Records Block Start
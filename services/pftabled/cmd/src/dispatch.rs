//! Per-datagram validation pipeline and command dispatch.
//!
//! Every inbound datagram runs through the same fixed sequence: size and
//! structural decode, version check, legacy mask normalization, freshness
//! check, authentication, then dispatch to the backend. Any failed step is
//! terminal for that datagram and nothing is ever sent back to the sender,
//! so rejected traffic cannot probe the daemon for hints.
//!
//! Backend failures are returned to the loop as typed errors; the daemon
//! logs them and keeps serving. The historic pftabled treated a failed
//! table ioctl as fatal to the whole process; this implementation
//! deliberately does not.

use pftabled_table::{ExpiryEntry, ExpiryQueue, FilterTable, TableError};
use pftabled_wire::{
    auth, clean_mask, is_fresh, AuthKey, Command, ControlMessage, TableName, WireError, SIGNED_LEN,
};
use std::sync::Arc;
use thiserror::Error;
use tracing::{debug, info};

/// Why a datagram was dropped.
///
/// The auth variant intentionally carries no detail about which part of the
/// message failed verification.
#[derive(Debug, Error, PartialEq, Eq)]
pub enum RejectReason {
    /// Datagram length does not match the fixed message size
    #[error("short or oversized datagram ({0} bytes)")]
    Transport(usize),
    /// Protocol version newer than we speak, or below the oldest supported
    #[error("wrong protocol version {0}")]
    Version(u8),
    /// Unknown command code
    #[error("unknown command {0}")]
    Command(u8),
    /// Prefix length outside 1..=32 on an Add/Remove
    #[error("mask out of range: {0}")]
    Mask(u8),
    /// Timestamp outside the clock-skew window
    #[error("timestamp too old")]
    Stale,
    /// Authentication tag mismatch
    #[error("wrong authentication")]
    Auth,
}

/// Outcome of handling one datagram
#[derive(Debug, Error)]
pub enum DispatchError {
    /// The datagram was dropped before reaching the backend
    #[error("dropped: {0}")]
    Reject(#[from] RejectReason),
    /// The backend operation failed; the daemon continues with the next
    /// datagram
    #[error("backend {op} failed: {source}")]
    Backend {
        /// Which table operation failed
        op: &'static str,
        /// Underlying backend error
        #[source]
        source: TableError,
    },
}

/// Process-wide dispatcher settings, fixed at start-up
pub struct DispatcherConfig {
    /// Shared authentication key; `None` disables verification
    pub key: Option<AuthKey>,
    /// When set, every request operates on this table regardless of the
    /// table named in the message
    pub forced_table: Option<TableName>,
    /// Seconds after which added entries are removed again; `None` disables
    /// entry timeouts
    pub entry_timeout: Option<u64>,
    /// Maximum accepted clock difference in seconds
    pub max_clock_skew: u32,
}

/// Validates inbound messages end-to-end and applies them to the backend
pub struct Dispatcher {
    config: DispatcherConfig,
    backend: Arc<dyn FilterTable>,
    queue: ExpiryQueue,
}

impl Dispatcher {
    /// Create a dispatcher over a backend
    pub fn new(config: DispatcherConfig, backend: Arc<dyn FilterTable>) -> Self {
        Self {
            config,
            backend,
            queue: ExpiryQueue::new(),
        }
    }

    /// Number of entries awaiting automatic removal
    pub fn pending_expirations(&self) -> usize {
        self.queue.len()
    }

    /// Run one datagram through the validation pipeline and, if it passes,
    /// apply its command to the backend.
    pub async fn handle_datagram(
        &mut self,
        datagram: &[u8],
        now: u32,
    ) -> Result<(), DispatchError> {
        let (mut msg, tag) = ControlMessage::decode(datagram).map_err(|e| match e {
            WireError::Length(n) => RejectReason::Transport(n),
            WireError::Version(v) => RejectReason::Version(v),
            WireError::Command(c) => RejectReason::Command(c),
            _ => RejectReason::Transport(datagram.len()),
        })?;

        msg.normalize();

        if !is_fresh(msg.timestamp, now, self.config.max_clock_skew) {
            return Err(RejectReason::Stale.into());
        }

        if let Some(key) = &self.config.key {
            // the tag covers the wire bytes, so verify against the raw
            // datagram rather than a re-encoding
            if !auth::verify(key, &datagram[..SIGNED_LEN], &tag) {
                return Err(RejectReason::Auth.into());
            }
        }

        let table = self.config.forced_table.unwrap_or(msg.table);

        match msg.command {
            Command::Add => {
                if !(1..=32).contains(&msg.mask) {
                    return Err(RejectReason::Mask(msg.mask).into());
                }
                let addr = clean_mask(msg.addr, msg.mask);
                self.backend
                    .add(&table, addr, msg.mask)
                    .await
                    .map_err(|source| DispatchError::Backend { op: "add", source })?;
                info!("<{}> add {}/{}", table, addr, msg.mask);

                if let Some(timeout) = self.config.entry_timeout {
                    self.queue.schedule(ExpiryEntry {
                        table,
                        addr,
                        mask: msg.mask,
                        expires_at: u64::from(now) + timeout,
                    });
                }
            }
            Command::Remove => {
                if !(1..=32).contains(&msg.mask) {
                    return Err(RejectReason::Mask(msg.mask).into());
                }
                let addr = clean_mask(msg.addr, msg.mask);
                self.backend
                    .remove(&table, addr, msg.mask)
                    .await
                    .map_err(|source| DispatchError::Backend { op: "del", source })?;
                info!("<{}> del {}/{}", table, addr, msg.mask);
            }
            Command::Flush => {
                self.backend
                    .clear(&table)
                    .await
                    .map_err(|source| DispatchError::Backend { op: "flush", source })?;
                info!("<{}> flush", table);
            }
        }

        Ok(())
    }

    /// Remove every entry whose deadline has passed.
    ///
    /// A removal that was already applied manually is not reconciled here:
    /// the queue does not learn about Remove commands, so the timed removal
    /// still fires (harmlessly, removals are idempotent) even if the entry
    /// was taken out or re-added in the meantime.
    pub async fn drain_expired(&mut self, now: u64) {
        for entry in self.queue.drain(now) {
            match self
                .backend
                .remove(&entry.table, entry.addr, entry.mask)
                .await
            {
                Ok(()) => info!("<{}> timeout {}/{}", entry.table, entry.addr, entry.mask),
                Err(e) => debug!(
                    "timed removal of {}/{} from <{}> failed: {}",
                    entry.addr, entry.mask, entry.table, e
                ),
            }
        }
    }
}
Records Block End
[What to work on]
Please output the entire listing exactly as it stands.

[Answer section]
filename services/pftabled/cmd/src/dispatch.rs
//! Per-datagram validation pipeline and command dispatch.
//!
//! Every inbound datagram runs through the same fixed sequence: size and
//! structural decode, version check, legacy mask normalization, freshness
//! check, authentication, then dispatch to the backend. Any failed step is
//! terminal for that datagram and nothing is ever sent back to the sender,
//! so rejected traffic cannot probe the daemon for hints.
//!
//! Backend failures are returned to the loop as typed errors; the daemon
//! logs them and keeps serving. The historic pftabled treated a failed
//! table ioctl as fatal to the whole process; this implementation
//! deliberately does not.

use pftabled_table::{ExpiryEntry, ExpiryQueue, FilterTable, TableError};
use pftabled_wire::{
    auth, clean_mask, is_fresh, AuthKey, Command, ControlMessage, TableName, WireError, SIGNED_LEN,
};
use std::sync::Arc;
use thiserror::Error;
use tracing::{debug, info};

/// Why a datagram was dropped.
///
/// The auth variant intentionally carries no detail about which part of the
/// message failed verification.
#[derive(Debug, Error, PartialEq, Eq)]
pub enum RejectReason {
    /// Datagram length does not match the fixed message size
    #[error("short or oversized datagram ({0} bytes)")]
    Transport(usize),
    /// Protocol version newer than we speak, or below the oldest supported
    #[error("wrong protocol version {0}")]
    Version(u8),
    /// Unknown command code
    #[error("unknown command {0}")]
    Command(u8),
    /// Prefix length outside 1..=32 on an Add/Remove
    #[error("mask out of range: {0}")]
    Mask(u8),
    /// Timestamp outside the clock-skew window
    #[error("timestamp too old")]
    Stale,
    /// Authentication tag mismatch
    #[error("wrong authentication")]
    Auth,
}

/// Outcome of handling one datagram
#[derive(Debug, Error)]
pub enum DispatchError {
    /// The datagram was dropped before reaching the backend
    #[error("dropped: {0}")]
    Reject(#[from] RejectReason),
    /// The backend operation failed; the daemon continues with the next
    /// datagram
    #[error("backend {op} failed: {source}")]
    Backend {
        /// Which table operation failed
        op: &'static str,
        /// Underlying backend error
        #[source]
        source: TableError,
    },
}

/// Process-wide dispatcher settings, fixed at start-up
pub struct DispatcherConfig {
    /// Shared authentication key; `None` disables verification
    pub key: Option<AuthKey>,
    /// When set, every request operates on this table regardless of the
    /// table named in the message
    pub forced_table: Option<TableName>,
    /// Seconds after which added entries are removed again; `None` disables
    /// entry timeouts
    pub entry_timeout: Option<u64>,
    /// Maximum accepted clock difference in seconds
    pub max_clock_skew: u32,
}

/// Validates inbound messages end-to-end and applies them to the backend
pub struct Dispatcher {
    config: DispatcherConfig,
    backend: Arc<dyn FilterTable>,
    queue: ExpiryQueue,
}

impl Dispatcher {
    /// Create a dispatcher over a backend
    pub fn new(config: DispatcherConfig, backend: Arc<dyn FilterTable>) -> Self {
        Self {
            config,
            backend,
            queue: ExpiryQueue::new(),
        }
    }

    /// Number of entries awaiting automatic removal
    pub fn pending_expirations(&self) -> usize {
        self.queue.len()
    }

    /// Run one datagram through the validation pipeline and, if it passes,
    /// apply its command to the backend.
    pub async fn handle_datagram(
        &mut self,
        datagram: &[u8],
        now: u32,
    ) -> Result<(), DispatchError> {
        let (mut msg, tag) = ControlMessage::decode(datagram).map_err(|e| match e {
            WireError::Length(n) => RejectReason::Transport(n),
            WireError::Version(v) => RejectReason::Version(v),
            WireError::Command(c) => RejectReason::Command(c),
            _ => RejectReason::Transport(datagram.len()),
        })?;

        msg.normalize();

        if !is_fresh(msg.timestamp, now, self.config.max_clock_skew) {
            return Err(RejectReason::Stale.into());
        }

        if let Some(key) = &self.config.key {
            // the tag covers the wire bytes, so verify against the raw
            // datagram rather than a re-encoding
            if !auth::verify(key, &datagram[..SIGNED_LEN], &tag) {
                return Err(RejectReason::Auth.into());
            }
        }

        let table = self.config.forced_table.unwrap_or(msg.table);

        match msg.command {
            Command::Add => {
                if !(1..=32).contains(&msg.mask) {
                    return Err(RejectReason::Mask(msg.mask).into());
                }
                let addr = clean_mask(msg.addr, msg.mask);
                self.backend
                    .add(&table, addr, msg.mask)
                    .await
                    .map_err(|source| DispatchError::Backend { op: "add", source })?;
                info!("<{}> add {}/{}", table, addr, msg.mask);

                if let Some(timeout) = self.config.entry_timeout {
                    self.queue.schedule(ExpiryEntry {
                        table,
                        addr,
                        mask: msg.mask,
                        expires_at: u64::from(now) + timeout,
                    });
                }
            }
            Command::Remove => {
                if !(1..=32).contains(&msg.mask) {
                    return Err(RejectReason::Mask(msg.mask).into());
                }
                let addr = clean_mask(msg.addr, msg.mask);
                self.backend
                    .remove(&table, addr, msg.mask)
                    .await
                    .map_err(|source| DispatchError::Backend { op: "del", source })?;
                info!("<{}> del {}/{}", table, addr, msg.mask);
            }
            Command::Flush => {
                self.backend
                    .clear(&table)
                    .await
                    .map_err(|source| DispatchError::Backend { op: "flush", source })?;
                info!("<{}> flush", table);
            }
        }

        Ok(())
    }

    /// Remove every entry whose deadline has passed.
    ///
    /// A removal that was already applied manually is not reconciled here:
    /// the queue does not learn about Remove commands, so the timed removal
    /// still fires (harmlessly, removals are idempotent) even if the entry
    /// was taken out or re-added in the meantime.
    pub async fn drain_expired(&mut self, now: u64) {
        for entry in self.queue.drain(now) {
            match self
                .backend
                .remove(&entry.table, entry.addr, entry.mask)
                .await
            {
                Ok(()) => info!("<{}> timeout {}/{}", entry.table, entry.addr, entry.mask),
                Err(e) => debug!(
                    "timed removal of {}/{} from <{}> failed: {}",
                    entry.addr, entry.mask, entry.table, e
                ),
            }
        }
    }
}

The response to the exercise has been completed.